» **Activity**: Among the records, find the lines that hold the string "tick" and return them.

» **Records for processing**:
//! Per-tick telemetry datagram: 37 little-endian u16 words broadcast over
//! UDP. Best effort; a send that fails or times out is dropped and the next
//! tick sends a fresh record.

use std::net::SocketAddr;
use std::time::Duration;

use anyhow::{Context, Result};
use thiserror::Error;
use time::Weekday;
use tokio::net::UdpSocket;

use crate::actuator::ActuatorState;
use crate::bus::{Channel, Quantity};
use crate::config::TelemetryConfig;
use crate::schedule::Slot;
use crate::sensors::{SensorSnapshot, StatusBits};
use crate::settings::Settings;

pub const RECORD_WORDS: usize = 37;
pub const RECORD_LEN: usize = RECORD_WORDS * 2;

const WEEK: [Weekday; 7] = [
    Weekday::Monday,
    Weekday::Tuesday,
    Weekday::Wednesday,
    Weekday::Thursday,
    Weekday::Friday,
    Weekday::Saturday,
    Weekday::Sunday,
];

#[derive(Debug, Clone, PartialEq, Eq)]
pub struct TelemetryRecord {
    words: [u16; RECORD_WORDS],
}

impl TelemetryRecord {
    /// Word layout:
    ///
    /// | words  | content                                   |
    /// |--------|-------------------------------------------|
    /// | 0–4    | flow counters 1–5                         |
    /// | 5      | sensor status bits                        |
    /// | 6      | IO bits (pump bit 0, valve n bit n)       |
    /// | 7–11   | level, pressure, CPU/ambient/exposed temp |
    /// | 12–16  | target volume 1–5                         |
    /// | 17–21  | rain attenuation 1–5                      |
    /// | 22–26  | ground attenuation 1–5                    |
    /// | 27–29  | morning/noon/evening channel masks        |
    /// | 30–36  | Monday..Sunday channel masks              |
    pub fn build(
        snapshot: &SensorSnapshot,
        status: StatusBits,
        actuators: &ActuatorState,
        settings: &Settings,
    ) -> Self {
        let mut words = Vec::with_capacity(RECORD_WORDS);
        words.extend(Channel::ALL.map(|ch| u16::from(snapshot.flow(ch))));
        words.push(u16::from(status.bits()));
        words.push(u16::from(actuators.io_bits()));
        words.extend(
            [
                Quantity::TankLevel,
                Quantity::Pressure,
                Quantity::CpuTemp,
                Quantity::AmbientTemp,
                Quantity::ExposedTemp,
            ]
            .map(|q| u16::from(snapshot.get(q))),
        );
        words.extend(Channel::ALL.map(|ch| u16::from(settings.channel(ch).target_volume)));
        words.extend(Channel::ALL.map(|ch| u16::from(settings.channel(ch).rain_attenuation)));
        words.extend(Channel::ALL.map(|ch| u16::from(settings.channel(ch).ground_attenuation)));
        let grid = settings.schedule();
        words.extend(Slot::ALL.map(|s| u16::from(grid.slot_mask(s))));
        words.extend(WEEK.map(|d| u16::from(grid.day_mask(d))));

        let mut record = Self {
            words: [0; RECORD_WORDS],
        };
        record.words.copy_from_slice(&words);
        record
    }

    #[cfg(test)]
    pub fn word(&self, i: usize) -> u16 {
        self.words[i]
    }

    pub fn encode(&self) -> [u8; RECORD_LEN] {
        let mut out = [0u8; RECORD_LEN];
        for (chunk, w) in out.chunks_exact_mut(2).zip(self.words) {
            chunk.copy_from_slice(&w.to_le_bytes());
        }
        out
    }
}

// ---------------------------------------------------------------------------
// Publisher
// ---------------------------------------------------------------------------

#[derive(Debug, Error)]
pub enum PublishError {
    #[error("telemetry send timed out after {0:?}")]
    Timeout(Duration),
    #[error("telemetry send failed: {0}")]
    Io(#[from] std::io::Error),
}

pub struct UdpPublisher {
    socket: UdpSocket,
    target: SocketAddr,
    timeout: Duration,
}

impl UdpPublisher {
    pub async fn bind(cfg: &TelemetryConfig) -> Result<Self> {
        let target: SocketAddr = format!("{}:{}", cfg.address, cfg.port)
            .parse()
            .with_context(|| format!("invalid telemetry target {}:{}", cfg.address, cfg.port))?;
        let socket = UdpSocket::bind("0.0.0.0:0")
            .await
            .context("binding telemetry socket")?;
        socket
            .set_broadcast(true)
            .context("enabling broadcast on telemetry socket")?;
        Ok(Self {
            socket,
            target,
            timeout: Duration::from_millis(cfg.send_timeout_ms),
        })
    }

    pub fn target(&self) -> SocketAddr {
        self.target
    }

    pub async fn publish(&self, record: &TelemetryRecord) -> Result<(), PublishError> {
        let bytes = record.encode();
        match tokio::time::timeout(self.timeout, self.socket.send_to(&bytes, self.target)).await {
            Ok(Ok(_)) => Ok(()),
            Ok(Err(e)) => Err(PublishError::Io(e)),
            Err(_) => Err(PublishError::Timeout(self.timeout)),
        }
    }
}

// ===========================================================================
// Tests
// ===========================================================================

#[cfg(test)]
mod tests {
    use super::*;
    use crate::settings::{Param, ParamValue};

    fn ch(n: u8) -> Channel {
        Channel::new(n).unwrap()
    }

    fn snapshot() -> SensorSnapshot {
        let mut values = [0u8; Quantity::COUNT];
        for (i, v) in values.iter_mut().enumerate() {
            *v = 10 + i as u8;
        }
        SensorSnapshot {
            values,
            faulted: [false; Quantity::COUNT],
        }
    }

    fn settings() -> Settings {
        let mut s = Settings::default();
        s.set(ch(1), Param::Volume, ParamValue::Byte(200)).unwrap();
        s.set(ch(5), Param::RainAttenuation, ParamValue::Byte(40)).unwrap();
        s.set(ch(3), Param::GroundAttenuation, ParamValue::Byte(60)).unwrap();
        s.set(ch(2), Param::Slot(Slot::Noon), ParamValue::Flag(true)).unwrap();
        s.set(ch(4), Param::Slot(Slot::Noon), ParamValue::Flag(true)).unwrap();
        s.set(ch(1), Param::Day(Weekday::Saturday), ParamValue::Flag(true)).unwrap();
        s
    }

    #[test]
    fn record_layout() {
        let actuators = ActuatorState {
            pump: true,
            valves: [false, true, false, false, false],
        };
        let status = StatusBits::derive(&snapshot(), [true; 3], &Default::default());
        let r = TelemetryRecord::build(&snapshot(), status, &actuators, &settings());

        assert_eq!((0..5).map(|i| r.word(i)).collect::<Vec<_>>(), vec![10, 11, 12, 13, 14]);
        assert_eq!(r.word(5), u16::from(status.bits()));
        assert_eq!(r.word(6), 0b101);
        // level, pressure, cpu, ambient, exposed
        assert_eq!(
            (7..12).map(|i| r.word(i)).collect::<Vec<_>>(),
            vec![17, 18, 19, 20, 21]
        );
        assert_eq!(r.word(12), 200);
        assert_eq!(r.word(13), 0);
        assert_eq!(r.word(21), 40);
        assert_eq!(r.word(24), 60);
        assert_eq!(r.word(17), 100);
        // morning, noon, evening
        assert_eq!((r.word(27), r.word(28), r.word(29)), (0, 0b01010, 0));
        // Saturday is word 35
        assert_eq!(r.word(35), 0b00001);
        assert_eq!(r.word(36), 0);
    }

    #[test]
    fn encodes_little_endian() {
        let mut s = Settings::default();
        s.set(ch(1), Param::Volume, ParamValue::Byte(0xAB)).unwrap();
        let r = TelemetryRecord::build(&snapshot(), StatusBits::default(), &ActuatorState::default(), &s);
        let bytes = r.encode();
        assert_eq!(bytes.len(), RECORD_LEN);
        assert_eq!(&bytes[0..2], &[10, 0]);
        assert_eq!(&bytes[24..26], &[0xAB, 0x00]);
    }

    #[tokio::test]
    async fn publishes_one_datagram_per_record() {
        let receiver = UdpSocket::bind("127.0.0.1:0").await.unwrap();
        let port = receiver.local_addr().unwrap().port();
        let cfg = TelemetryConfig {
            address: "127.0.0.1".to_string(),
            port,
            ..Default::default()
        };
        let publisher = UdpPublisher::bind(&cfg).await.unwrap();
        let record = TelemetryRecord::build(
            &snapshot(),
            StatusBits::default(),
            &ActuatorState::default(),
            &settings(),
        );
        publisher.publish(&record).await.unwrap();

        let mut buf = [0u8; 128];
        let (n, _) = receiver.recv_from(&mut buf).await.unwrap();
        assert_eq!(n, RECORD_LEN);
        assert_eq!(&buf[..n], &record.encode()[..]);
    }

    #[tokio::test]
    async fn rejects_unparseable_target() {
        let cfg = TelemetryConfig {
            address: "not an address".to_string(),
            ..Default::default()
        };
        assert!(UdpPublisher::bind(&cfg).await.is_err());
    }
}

» **Your response**:
//! Per-tick telemetry datagram: 37 little-endian u16 words broadcast over
//! tick sends a fresh record.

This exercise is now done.